WORK TO BE COMPLETED -
Repeat every entry exactly as given.

Collected data -
* * *

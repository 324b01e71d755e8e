use std::{fmt, str::FromStr};

use chrono::{DateTime, Utc};
use serde::{Deserialize, Serialize};
use uuid::Uuid;
use validator::Validate;

/// Capability scope carried by an organization API key.
///
/// An organization may hold several keys with different scopes; the scope of
/// the key presented on a request is authoritative for that request.
#[derive(Debug, Clone, Copy, PartialEq, Eq, Hash, Serialize, Deserialize)]
#[serde(rename_all = "snake_case")]
pub enum OrgKeyScope {
    /// Everything an organization key can do.
    All,
    /// Contract and catalog management operations.
    Management,
    /// Read-only feature evaluation.
    Evaluation,
}

impl OrgKeyScope {
    pub fn as_str(&self) -> &'static str {
        match self {
            OrgKeyScope::All => "all",
            OrgKeyScope::Management => "management",
            OrgKeyScope::Evaluation => "evaluation",
        }
    }

    #[allow(dead_code)] // Used in tests
    pub fn all_values() -> &'static [OrgKeyScope] {
        &[
            OrgKeyScope::All,
            OrgKeyScope::Management,
            OrgKeyScope::Evaluation,
        ]
    }
}

impl fmt::Display for OrgKeyScope {
    fn fmt(&self, f: &mut fmt::Formatter<'_>) -> fmt::Result {
        write!(f, "{}", self.as_str())
    }
}

impl FromStr for OrgKeyScope {
    type Err = String;

    fn from_str(s: &str) -> Result<Self, Self::Err> {
        match s {
            "all" => Ok(OrgKeyScope::All),
            "management" => Ok(OrgKeyScope::Management),
            "evaluation" => Ok(OrgKeyScope::Evaluation),
            _ => Err(format!(
                "Invalid scope '{}'. Valid scopes: all, management, evaluation",
                s
            )),
        }
    }
}

/// An API key issued to an organization. The raw key is never stored; the
/// repository holds its SHA-256 hash alongside this record.
#[derive(Debug, Clone, Serialize, Deserialize)]
pub struct OrgApiKey {
    pub id: Uuid,
    pub name: String,
    /// First characters of the key, for identification without exposing it.
    pub key_prefix: String,
    pub scope: OrgKeyScope,
    pub created_at: DateTime<Utc>,
    pub revoked_at: Option<DateTime<Utc>>,
}

impl OrgApiKey {
    pub fn is_revoked(&self) -> bool {
        self.revoked_at.is_some()
    }
}

#[derive(Debug, Clone, Deserialize, Validate)]
pub struct CreateOrgApiKey {
    #[validate(length(min = 1, max = 255))]
    pub name: String,
    pub scope: OrgKeyScope,
}

/// Returned on creation only (contains the raw key).
#[derive(Debug, Clone, Serialize)]
pub struct CreatedOrgApiKey {
    #[serde(flatten)]
    pub key: OrgApiKey,
    /// The raw API key (only shown once at creation).
    pub api_key: String,
}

* * *

WRITTEN SOLUTION -
repository 324b01e71d755e8e
use std::{fmt, str::FromStr};

use chrono::{DateTime, Utc};
use serde::{Deserialize, Serialize};
use uuid::Uuid;
use validator::Validate;

/// Capability scope carried by an organization API key.
///
/// An organization may hold several keys with different scopes; the scope of
/// the key presented on a request is authoritative for that request.
#[derive(Debug, Clone, Copy, PartialEq, Eq, Hash, Serialize, Deserialize)]
#[serde(rename_all = "snake_case")]
pub enum OrgKeyScope {
    /// Everything an organization key can do.
    All,
    /// Contract and catalog management operations.
    Management,
    /// Read-only feature evaluation.
    Evaluation,
}

impl OrgKeyScope {
    pub fn as_str(&self) -> &'static str {
        match self {
            OrgKeyScope::All => "all",
            OrgKeyScope::Management => "management",
            OrgKeyScope::Evaluation => "evaluation",
        }
    }

    #[allow(dead_code)] // Used in tests
    pub fn all_values() -> &'static [OrgKeyScope] {
        &[
            OrgKeyScope::All,
            OrgKeyScope::Management,
            OrgKeyScope::Evaluation,
        ]
    }
}

impl fmt::Display for OrgKeyScope {
    fn fmt(&self, f: &mut fmt::Formatter<'_>) -> fmt::Result {
        write!(f, "{}", self.as_str())
    }
}

impl FromStr for OrgKeyScope {
    type Err = String;

    fn from_str(s: &str) -> Result<Self, Self::Err> {
        match s {
            "all" => Ok(OrgKeyScope::All),
            "management" => Ok(OrgKeyScope::Management),
            "evaluation" => Ok(OrgKeyScope::Evaluation),
            _ => Err(format!(
                "Invalid scope '{}'. Valid scopes: all, management, evaluation",
                s
            )),
        }
    }
}

/// An API key issued to an organization. The raw key is never stored; the
/// repository holds its SHA-256 hash alongside this record.
#[derive(Debug, Clone, Serialize, Deserialize)]
pub struct OrgApiKey {
    pub id: Uuid,
    pub name: String,
    /// First characters of the key, for identification without exposing it.
    pub key_prefix: String,
    pub scope: OrgKeyScope,
    pub created_at: DateTime<Utc>,
    pub revoked_at: Option<DateTime<Utc>>,
}

impl OrgApiKey {
    pub fn is_revoked(&self) -> bool {
        self.revoked_at.is_some()
    }
}

#[derive(Debug, Clone, Deserialize, Validate)]
pub struct CreateOrgApiKey {
    #[validate(length(min = 1, max = 255))]
    pub name: String,
    pub scope: OrgKeyScope,
}

/// Returned on creation only (contains the raw key).
#[derive(Debug, Clone, Serialize)]
pub struct CreatedOrgApiKey {
    #[serde(flatten)]
    pub key: OrgApiKey,
    /// The raw API key (only shown once at creation).
    pub api_key: String,
}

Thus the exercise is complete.